Using SEVERITY for indicating this state seems the wrong mechanism to achieve
this. At a minimum it could be a different state in the gossip metadata. Won't
using correctly calculated latencies tell a node enough to avoid a given peer?
If you really need a node to not be bothered by any peers, why not just disable
gossip? Peers will mark it down via the {{FailureDetector}}.
> Re-think the use of Severity in the DynamicEndpointSnitch calculation
> ---------------------------------------------------------------------
>
> Key: CASSANDRA-11738
> URL: https://issues.apache.org/jira/browse/CASSANDRA-11738
> Project: Cassandra
> Issue Type: Improvement
> Reporter: Jeremiah Jordan
> Fix For: 3.x
>
>
> CASSANDRA-11737 was opened to allow completely disabling the use of severity
> in the DynamicEndpointSnitch calculation, but that is a pretty big hammer.
> There is probably something we can do to better use the score.

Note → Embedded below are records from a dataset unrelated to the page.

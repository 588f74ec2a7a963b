use chrono::{DateTime, Utc};
use rust_decimal::Decimal;
use serde::{Deserialize, Serialize};
use sqlx::FromRow;
use utoipa::ToSchema;
use uuid::Uuid;
use validator::Validate;

/// Order status enum representing the pickup lifecycle of an order
#[derive(Debug, Clone, Copy, PartialEq, Eq, Serialize, Deserialize, sqlx::Type, ToSchema)]
#[sqlx(type_name = "text", rename_all = "lowercase")]
#[serde(rename_all = "lowercase")]
pub enum OrderStatus {
    Pending,
    Confirmed,
    Ready,
    Completed,
    Cancelled,
}

impl OrderStatus {
    /// Convert status to string representation
    pub fn as_str(&self) -> &'static str {
        match self {
            OrderStatus::Pending => "pending",
            OrderStatus::Confirmed => "confirmed",
            OrderStatus::Ready => "ready",
            OrderStatus::Completed => "completed",
            OrderStatus::Cancelled => "cancelled",
        }
    }

    /// Parse status from string
    pub fn from_str(s: &str) -> Result<Self, String> {
        match s.to_lowercase().as_str() {
            "pending" => Ok(OrderStatus::Pending),
            "confirmed" => Ok(OrderStatus::Confirmed),
            "ready" => Ok(OrderStatus::Ready),
            "completed" => Ok(OrderStatus::Completed),
            "cancelled" => Ok(OrderStatus::Cancelled),
            _ => Err(format!("Invalid order status: {}", s)),
        }
    }

    /// All statuses, for exhaustive property checks
    pub const ALL: [OrderStatus; 5] = [
        OrderStatus::Pending,
        OrderStatus::Confirmed,
        OrderStatus::Ready,
        OrderStatus::Completed,
        OrderStatus::Cancelled,
    ];

    /// Terminal statuses admit no further transitions
    pub fn is_terminal(&self) -> bool {
        matches!(self, OrderStatus::Completed | OrderStatus::Cancelled)
    }

    /// A customer may cancel while the order has not entered preparation
    /// handoff (pending or confirmed)
    pub fn is_cancellable(&self) -> bool {
        matches!(self, OrderStatus::Pending | OrderStatus::Confirmed)
    }

    /// The store may mark the order ready only from confirmed
    pub fn is_markable_ready(&self) -> bool {
        matches!(self, OrderStatus::Confirmed)
    }

    /// The order can be completed (picked up) only from ready
    pub fn is_completable(&self) -> bool {
        matches!(self, OrderStatus::Ready)
    }
}

impl Default for OrderStatus {
    fn default() -> Self {
        OrderStatus::Pending
    }
}

impl std::fmt::Display for OrderStatus {
    fn fmt(&self, f: &mut std::fmt::Formatter<'_>) -> std::fmt::Result {
        write!(f, "{}", self.as_str())
    }
}

/// Domain model representing an order in the database.
///
/// `total_price` is priced at creation time and immutable thereafter, as is
/// `qr_code_hash`.
#[derive(Debug, Clone, Serialize, Deserialize, FromRow, ToSchema)]
pub struct Order {
    pub id: Uuid,
    pub customer_id: Uuid,
    pub store_id: Uuid,
    pub item_id: Uuid,
    pub quantity: i32,
    pub total_price: Decimal,
    pub status: OrderStatus,
    pub qr_code_hash: String,
    pub collected_at: Option<DateTime<Utc>>,
    pub created_at: DateTime<Utc>,
    pub updated_at: DateTime<Utc>,
}

/// Request DTO for creating a new order (checkout of one cart line)
#[derive(Debug, Clone, Deserialize, Validate, ToSchema)]
pub struct CreateOrderRequest {
    pub item_id: Uuid,
    #[validate(range(min = 1, message = "Quantity must be at least 1"))]
    pub quantity: i32,
}

/// Request DTO for driving a status transition
#[derive(Debug, Deserialize, Validate, ToSchema)]
pub struct UpdateStatusRequest {
    pub status: OrderStatus,
}

/// Request DTO for verifying a pickup QR token
#[derive(Debug, Deserialize, Validate, ToSchema)]
pub struct VerifyPickupRequest {
    #[validate(length(min = 1, message = "QR code hash must not be empty"))]
    pub qr_code_hash: String,
}
use uuid::Uuid;

use crate::config::{DEFAULT_REVIEW_PAGE_SIZE, MAX_REVIEW_PAGE_SIZE};
use crate::orders::{OrdersRepository, OrderStatus};
use crate::reviews::{
    CreateReviewRequest, RatingCalculator, Review, ReviewEligibility, ReviewError,
    ReviewsRepository, StoreReviewsResponse,
};
use crate::stores::StoresRepository;

/// Service layer for review business logic
#[derive(Clone)]
pub struct ReviewService {
    reviews_repo: ReviewsRepository,
    orders_repo: OrdersRepository,
    stores_repo: StoresRepository,
}

impl ReviewService {
    /// Create a new ReviewService
    pub fn new(
        reviews_repo: ReviewsRepository,
        orders_repo: OrdersRepository,
        stores_repo: StoresRepository,
    ) -> Self {
        Self {
            reviews_repo,
            orders_repo,
            stores_repo,
        }
    }

    /// Create a review for a completed order.
    ///
    /// Eligibility is decided by `ReviewEligibility::can_review`; on failure
    /// the client learns the most specific reason: missing order, then
    /// ownership, then completion state, then duplication. The duplicate
    /// pre-check is best effort; the unique constraint on order_id settles
    /// concurrent submissions.
    pub async fn create_review(
        &self,
        customer_id: Uuid,
        request: CreateReviewRequest,
    ) -> Result<Review, ReviewError> {
        let order = self
            .orders_repo
            .find_by_id(request.order_id)
            .await
            .map_err(|e| ReviewError::DatabaseError(e.to_string()))?
            .ok_or(ReviewError::OrderNotFound)?;

        let already_reviewed = self
            .reviews_repo
            .find_by_order(request.order_id)
            .await?
            .is_some();

        if !ReviewEligibility::can_review(&order, customer_id, already_reviewed) {
            if order.customer_id != customer_id {
                return Err(ReviewError::Forbidden(
                    "You can only review your own orders".to_string(),
                ));
            }
            if order.status != OrderStatus::Completed {
                return Err(ReviewError::NotEligible(format!(
                    "Order in status '{}' cannot be reviewed until it is completed",
                    order.status
                )));
            }
            return Err(ReviewError::DuplicateReview);
        }

        let comment = request
            .comment
            .as_deref()
            .map(str::trim)
            .filter(|c| !c.is_empty());

        let review = self
            .reviews_repo
            .create(
                order.id,
                order.store_id,
                customer_id,
                request.rating,
                comment,
                &request.photo_urls,
            )
            .await?;

        tracing::info!(
            "Customer {} reviewed order {} with {} stars",
            customer_id,
            order.id,
            review.rating
        );

        Ok(review)
    }

    /// Get a page of a store's reviews together with its aggregate rating.
    /// Page size defaults to 20 and is capped at 100; out-of-range values
    /// are rejected rather than clamped.
    pub async fn get_store_reviews(
        &self,
        store_id: Uuid,
        limit: Option<i64>,
        offset: Option<i64>,
    ) -> Result<StoreReviewsResponse, ReviewError> {
        let limit = limit.unwrap_or(DEFAULT_REVIEW_PAGE_SIZE as i64);
        let offset = offset.unwrap_or(0);

        if limit < 1 || limit > MAX_REVIEW_PAGE_SIZE as i64 {
            return Err(ReviewError::InvalidPagination(format!(
                "limit must be between 1 and {}",
                MAX_REVIEW_PAGE_SIZE
            )));
        }
        if offset < 0 {
            return Err(ReviewError::InvalidPagination(
                "offset must not be negative".to_string(),
            ));
        }

        let summary = self
            .stores_repo
            .rating_summary(store_id)
            .await
            .map_err(|e| ReviewError::DatabaseError(e.to_string()))?
            .ok_or(ReviewError::StoreNotFound)?;

        let reviews = self
            .reviews_repo
            .find_by_store(store_id, limit, offset)
            .await?;

        let ratings = self.reviews_repo.ratings_for_store(store_id).await?;
        let distribution = RatingCalculator::distribution(ratings);

        Ok(StoreReviewsResponse {
            reviews,
            summary,
            distribution,
            limit,
            offset,
        })
    }
}
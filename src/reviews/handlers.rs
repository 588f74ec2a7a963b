// HTTP handlers for review endpoints

use axum::{
    extract::{Query, State},
    http::StatusCode,
    Json,
};
use serde::Deserialize;
use uuid::Uuid;
use validator::Validate;

use crate::auth::middleware::AuthenticatedUser;
use crate::reviews::{CreateReviewRequest, Review, ReviewError, StoreReviewsResponse};

/// Query parameters for listing a store's reviews
#[derive(Debug, Deserialize)]
pub struct StoreReviewsQuery {
    pub store_id: Option<Uuid>,
    pub limit: Option<i64>,
    pub offset: Option<i64>,
}

/// Handler for POST /api/reviews
/// Creates a review for one of the authenticated customer's completed orders
pub async fn create_review_handler(
    State(state): State<crate::AppState>,
    user: AuthenticatedUser,
    Json(request): Json<CreateReviewRequest>,
) -> Result<(StatusCode, Json<Review>), ReviewError> {
    request
        .validate()
        .map_err(|e| ReviewError::ValidationError(e.to_string()))?;

    let review = state
        .review_service
        .create_review(user.profile_id, request)
        .await?;

    Ok((StatusCode::CREATED, Json(review)))
}

/// Handler for GET /api/reviews?store_id=...&limit=...&offset=...
/// Public listing of a store's reviews with its aggregate rating
pub async fn get_store_reviews_handler(
    State(state): State<crate::AppState>,
    Query(query): Query<StoreReviewsQuery>,
) -> Result<Json<StoreReviewsResponse>, ReviewError> {
    let store_id = query.store_id.ok_or_else(|| {
        ReviewError::ValidationError("store_id query parameter is required".to_string())
    })?;

    let response = state
        .review_service
        .get_store_reviews(store_id, query.limit, query.offset)
        .await?;

    Ok(Json(response))
}
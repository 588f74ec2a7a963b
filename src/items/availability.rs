use crate::items::{Item, ItemStatus};

/// Pure stock/availability rules for item listings
pub struct Availability;

impl Availability {
    /// An item can be purchased only while its status is available and it
    /// still has stock.
    pub fn is_available(item: &Item) -> bool {
        item.status == ItemStatus::Available && item.quantity > 0
    }

    /// Stock left after a purchase, floored at zero.
    pub fn remaining_quantity(current_quantity: i32, purchase_quantity: i32) -> i32 {
        (current_quantity - purchase_quantity).max(0)
    }
}
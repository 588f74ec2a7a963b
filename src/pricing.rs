use rust_decimal::prelude::ToPrimitive;
use rust_decimal::{Decimal, RoundingStrategy};
use validator::ValidationError;

use crate::config::{MAX_DISCOUNT_PERCENTAGE, MIN_DISCOUNT_PERCENTAGE};

/// Errors from price computations
#[derive(Debug, PartialEq, Eq, thiserror::Error)]
pub enum PricingError {
    #[error("Discount percentage must be between 0 and 100, got {0}")]
    InvalidPercentage(u32),
}

/// Service for discount math on item prices
pub struct DiscountCalculator;

impl DiscountCalculator {
    /// Calculate the discount percentage implied by an original/discounted
    /// price pair.
    ///
    /// Rounds half-up to a whole percent. Returns 0 when `original <= 0`
    /// (guards divide-by-zero) or when the pair implies a negative discount;
    /// this function never fails.
    pub fn discount_percentage(original: Decimal, discounted: Decimal) -> u32 {
        if original <= Decimal::ZERO {
            return 0;
        }

        let percentage = (original - discounted) / original * Decimal::from(100);
        percentage
            .round_dp_with_strategy(0, RoundingStrategy::MidpointAwayFromZero)
            .to_u32()
            .unwrap_or(0)
    }

    /// Calculate a discounted price from an original price and a percentage
    /// off.
    ///
    /// # Errors
    /// `PricingError::InvalidPercentage` when `percentage` is above 100.
    pub fn discounted_price(original: Decimal, percentage: u32) -> Result<Decimal, PricingError> {
        if percentage > 100 {
            return Err(PricingError::InvalidPercentage(percentage));
        }

        Ok(original * (Decimal::from(100 - percentage) / Decimal::from(100)))
    }

    /// Calculate the total price of an order line.
    pub fn order_total(unit_price: Decimal, quantity: i32) -> Decimal {
        unit_price * Decimal::from(quantity)
    }
}

/// Schema-boundary check for an item's price pair: the discount price must be
/// strictly below the original, and the implied percentage must sit inside
/// the configured band.
pub fn validate_discount(original: Decimal, discounted: Decimal) -> Result<(), ValidationError> {
    if discounted >= original {
        let mut err = ValidationError::new("discount_not_below_original");
        err.message = Some("discount_price must be strictly less than original_price".into());
        return Err(err);
    }

    let percentage = DiscountCalculator::discount_percentage(original, discounted);
    if percentage < MIN_DISCOUNT_PERCENTAGE || percentage > MAX_DISCOUNT_PERCENTAGE {
        let mut err = ValidationError::new("discount_out_of_band");
        err.message = Some(
            format!(
                "discount_price implies {}% off; discount must be between {}% and {}%",
                percentage, MIN_DISCOUNT_PERCENTAGE, MAX_DISCOUNT_PERCENTAGE
            )
            .into(),
        );
        return Err(err);
    }

    Ok(())
}

#[cfg(test)]
mod tests {
    use super::*;
    use rust_decimal_macros::dec;

    #[test]
    fn test_discount_percentage_basic() {
        assert_eq!(
            DiscountCalculator::discount_percentage(dec!(100.00), dec!(70.00)),
            30
        );
        assert_eq!(
            DiscountCalculator::discount_percentage(dec!(40.00), dec!(10.00)),
            75
        );
    }

    #[test]
    fn test_discount_percentage_rounds_half_up() {
        // (30 - 19.95) / 30 = 33.5% -> 34
        assert_eq!(
            DiscountCalculator::discount_percentage(dec!(30.00), dec!(19.95)),
            34
        );
    }

    #[test]
    fn test_discount_percentage_zero_original_is_zero() {
        assert_eq!(DiscountCalculator::discount_percentage(dec!(0), dec!(5)), 0);
        assert_eq!(
            DiscountCalculator::discount_percentage(dec!(-1), dec!(5)),
            0
        );
    }

    #[test]
    fn test_discount_percentage_negative_discount_is_zero() {
        // Discounted above original would imply a negative percentage
        assert_eq!(
            DiscountCalculator::discount_percentage(dec!(10), dec!(15)),
            0
        );
    }

    #[test]
    fn test_discounted_price_basic() {
        assert_eq!(
            DiscountCalculator::discounted_price(dec!(100.00), 30).unwrap(),
            dec!(70.00)
        );
        assert_eq!(
            DiscountCalculator::discounted_price(dec!(50.00), 0).unwrap(),
            dec!(50.00)
        );
        assert_eq!(
            DiscountCalculator::discounted_price(dec!(50.00), 100).unwrap(),
            dec!(0.00)
        );
    }

    #[test]
    fn test_discounted_price_rejects_out_of_range_percentage() {
        assert_eq!(
            DiscountCalculator::discounted_price(dec!(100.00), 101),
            Err(PricingError::InvalidPercentage(101))
        );
    }

    #[test]
    fn test_order_total() {
        assert_eq!(DiscountCalculator::order_total(dec!(12.50), 3), dec!(37.50));
        assert_eq!(DiscountCalculator::order_total(dec!(9.90), 1), dec!(9.90));
    }

    #[test]
    fn test_validate_discount_within_band() {
        assert!(validate_discount(dec!(100.00), dec!(50.00)).is_ok());
        assert!(validate_discount(dec!(100.00), dec!(90.00)).is_ok()); // 10%
        assert!(validate_discount(dec!(100.00), dec!(10.00)).is_ok()); // 90%
    }

    #[test]
    fn test_validate_discount_rejects_price_not_below_original() {
        let err = validate_discount(dec!(50.00), dec!(50.00)).unwrap_err();
        assert_eq!(err.code, "discount_not_below_original");
        assert!(validate_discount(dec!(50.00), dec!(60.00)).is_err());
    }

    #[test]
    fn test_validate_discount_rejects_out_of_band() {
        // 5% off is below the minimum band
        let err = validate_discount(dec!(100.00), dec!(95.00)).unwrap_err();
        assert_eq!(err.code, "discount_out_of_band");
        // 95% off is above the maximum band
        assert!(validate_discount(dec!(100.00), dec!(5.00)).is_err());
    }
}

#[cfg(test)]
mod property_tests {
    use super::*;
    use proptest::prelude::*;
    use rust_decimal_macros::dec;

    /// Recovering the discounted price from the computed percentage lands
    /// within rounding tolerance of the input: the percentage is rounded to
    /// a whole percent, so the recovered price may drift by at most half a
    /// percent of the original.
    #[test]
    fn prop_percentage_price_round_trip() {
        proptest!(|(
            original_cents in 100u32..=1_000_000,
            discounted_fraction in 1u32..=99
        )| {
            let original = Decimal::from(original_cents) / Decimal::from(100);
            let discounted = original * Decimal::from(discounted_fraction) / Decimal::from(100);

            let pct = DiscountCalculator::discount_percentage(original, discounted);
            let recovered = DiscountCalculator::discounted_price(original, pct).unwrap();

            let tolerance = original * dec!(0.005);
            let delta = (recovered - discounted).abs();
            prop_assert!(
                delta <= tolerance,
                "round trip drifted by {} (tolerance {})",
                delta,
                tolerance
            );
        });
    }

    /// The computed percentage is always within 0..=100 for positive pairs
    /// with discounted below original.
    #[test]
    fn prop_percentage_is_bounded() {
        proptest!(|(
            original_cents in 1u32..=1_000_000,
            discounted_cents in 0u32..=1_000_000
        )| {
            let original = Decimal::from(original_cents) / Decimal::from(100);
            let discounted = Decimal::from(discounted_cents.min(original_cents)) / Decimal::from(100);

            let pct = DiscountCalculator::discount_percentage(original, discounted);
            prop_assert!(pct <= 100, "percentage {} out of range", pct);
        });
    }

    /// Order totals scale linearly with quantity.
    #[test]
    fn prop_order_total_is_linear() {
        proptest!(|(
            price_cents in 1u32..=100_000,
            quantity in 1i32..=50
        )| {
            let unit = Decimal::from(price_cents) / Decimal::from(100);
            let total = DiscountCalculator::order_total(unit, quantity);
            prop_assert_eq!(total, unit * Decimal::from(quantity));
            prop_assert!(total >= unit);
        });
    }
}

> The issue seems to be that severity is given equal weight with latency in the
> current code, also that severity is only based on disk io. If you have a
> node that is CPU bound on something (say catching up on LCS compactions
> because of bootstrap/repair/replace) the IO wait can be low, but the latency
> to the node is high.
> Some ideas I had are:
> 1. Allowing a yaml parameter to tune how much impact the severity score has
> in the calculation.
> 2. Taking CPU load into account as well as IO Wait (this would probably help
> in the cases I have seen things go sideways)
> 3. Move the -D from CASSANDRA-11737 to being a yaml level setting
> 4. Go back to just relying on Latency and get rid of severity all together.
> Now that we have rapid read protection, maybe just using latency is enough,
> as it can help where the predictive nature of IO wait would have been useful.